I have now told you enough to let you see how reasonable a Project it was to send a fleet against so feeble a body; which without most prodigious Errors in the management, could not have miscarried: and this is so clear, and so confessed by every man in Genoa, that one rather Wonders how they found a way to conduct it so ill. The man that formed the whole project was Stiven Valdyron of Nismes, and a Protestant, who is a person of a very good Understanding, and having lived above 12 years in Genoa, had time enough not only to raise a very good Estate out of his Trade, but to see into the whole Feebleness of that Government. I conversed long and much with him: and having since that time been in Ge­noa it self, I have seen so clearly the truth of all that he told me, that I may now assure you of all that I learnt from him. He had a strange affection to his Great Monarch, and fancied that the obligations of raising his Glory, was superiour to all other: and no doubt he reckoned to find his own account in it, if he could have been the occasion of making the King of France Master of Genoa: therefore he drew up the whole Project, and shewed both of what Importance the thing was; and how easily it might be executed: for I have a Copy of the whole Scheme, which [Page 181] Mr. St. Olon sent to the Court of France, of which Mr. Valdyron was indeed the Author; the design being entertained, St. Olon had an Intimation given him, to withdraw some day's before the French fleet came before the Town. But Valdyron was left to try his hard fate; for as soon as the Fleet began to do Acts of Hostility, Valdyron, who had been known to be much with St. Olon, was clapt in Prison, and while he was in it, a Bomb broke thro his Prison, but did him to hurt, only the violent noise it made weakned the Tympan of his Ear so much, that he lost his hearing of one side.
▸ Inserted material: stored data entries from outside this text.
mod progress;
mod style;

use std::path::PathBuf;
use std::process::ExitCode;
use std::sync::Arc;
use std::time::Duration;

use clap::{ArgAction, Parser};
use fluxcheck_config::{ConfigError, FluxcheckConfig};
use fluxcheck_core::progress::{ProgressReporter, SilentProgress};
use fluxcheck_core::CheckOptions;
use fluxcheck_helm::HelmCli;
use tracing_subscriber::EnvFilter;

use crate::progress::IndicatifReporter;

const EXIT_FAILURES: u8 = 1;
const EXIT_USAGE: u8 = 2;

/// Validate Flux HelmRelease manifests by pulling and linting their charts
#[derive(Parser)]
#[command(name = "fluxcheck", version)]
struct Cli {
    /// HelmRelease manifests to validate
    #[arg(required = true)]
    files: Vec<PathBuf>,

    /// Repository root scanned for HelmRepository definitions
    #[arg(long, default_value = ".")]
    path: PathBuf,

    /// Config file [default: <path>/fluxcheck.toml]
    #[arg(long)]
    config: Option<PathBuf>,

    /// Helm binary
    #[arg(long)]
    helm: Option<String>,

    /// Kustomization renderer command, split on whitespace; the directory is
    /// appended. Use `tools.kustomize` in fluxcheck.toml for paths with spaces
    #[arg(long)]
    kustomize: Option<String>,

    /// Number of files validated in parallel
    #[arg(short, long)]
    jobs: Option<usize>,

    /// Timeout in seconds for each helm or kustomize invocation
    #[arg(long)]
    timeout: Option<u64>,

    /// Increase log verbosity (-v, -vv, -vvv)
    #[arg(short, long, action = ArgAction::Count)]
    verbose: u8,
}

#[tokio::main]
async fn main() -> ExitCode {
    let cli = Cli::parse();
    init_tracing(cli.verbose);

    let config = match load_config(&cli) {
        Ok(c) => c,
        Err(e) => {
            eprintln!("{} {e}", style::error_prefix());
            return ExitCode::from(EXIT_USAGE);
        }
    };

    let tools = Arc::new(HelmCli::new(
        config.tools.helm.clone(),
        config.tools.kustomize.clone(),
        Duration::from_secs(config.run.timeout),
    ));
    let options = CheckOptions {
        root: cli.path.clone(),
        jobs: config.run.jobs,
        exclude: config.index.exclude.clone(),
    };

    // Spinners and log lines share stderr.
    let progress: Arc<dyn ProgressReporter> = if cli.verbose > 0 {
        Arc::new(SilentProgress)
    } else {
        Arc::new(IndicatifReporter::new())
    };

    match fluxcheck_core::run(&cli.files, &options, tools, progress).await {
        Ok(report) => {
            let mut stdout = std::io::stdout().lock();
            ExitCode::from(report.finalize(&mut stdout))
        }
        Err(e) => {
            eprintln!("{} {e}", style::error_prefix());
            ExitCode::from(EXIT_FAILURES)
        }
    }
}

/// Explicit `--config`, else `<path>/fluxcheck.toml`, else defaults.
/// Command-line flags override whatever was loaded.
fn load_config(cli: &Cli) -> Result<FluxcheckConfig, ConfigError> {
    let mut config = match &cli.config {
        Some(path) => fluxcheck_config::load_file(path)?,
        None => fluxcheck_config::load(&cli.path)?.unwrap_or_default(),
    };
    apply_overrides(&mut config, cli);
    fluxcheck_config::validate(&config)?;
    tracing::debug!(?config, "effective configuration");
    Ok(config)
}

fn apply_overrides(config: &mut FluxcheckConfig, cli: &Cli) {
    if let Some(helm) = &cli.helm {
        config.tools.helm = helm.clone();
    }
    if let Some(kustomize) = &cli.kustomize {
        config.tools.kustomize = split_command(kustomize);
    }
    if let Some(jobs) = cli.jobs {
        config.run.jobs = jobs;
    }
    if let Some(timeout) = cli.timeout {
        config.run.timeout = timeout;
    }
}

/// Whitespace split without quoting rules; a program path containing spaces
/// has to come from the config file's `tools.kustomize` array.
fn split_command(command: &str) -> Vec<String> {
    command.split_whitespace().map(String::from).collect()
}

/// `RUST_LOG` wins; otherwise each `-v` raises the level from `warn`.
fn init_tracing(verbose: u8) {
    let level = match verbose {
        0 => "warn",
        1 => "info",
        2 => "debug",
        _ => "trace",
    };
    let filter = EnvFilter::try_from_default_env().unwrap_or_else(|_| EnvFilter::new(level));
    tracing_subscriber::fmt()
        .with_env_filter(filter)
        .with_writer(std::io::stderr)
        .with_target(false)
        .init();
}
But he, as well as all Genoa, fancied they were lost, and that the French must be cer­tainly Masters of the Place in a few hours. The Consternation and Confusion was so great, that if at first a great shower of Bombs had been thrown into the Town, and a de­scent had been made, they had certainly suc­ceeded; for the people were in such a disorder, that the Magistrates were not regarded; and indeed many of them shewed as much fear as the rabble did. But the French, instead of beginning vigorously at first, threw in one Bomb, and after some hours another; and so went on slowly for a day or two; in which time, the People began to get into or­der, and to take heart: and now their first fear, turned to a Rage against the French; so that when they made a descent, they found [Page 182] such a Resistance, that they were forced to go back to their Ships, having left behind them 500 of their best Men: and the Fleet continued Bombarding the Town, till they had shot all their Bombs; and when their store was spent, they sail'd away, having laid a great many noble buildings in ruines.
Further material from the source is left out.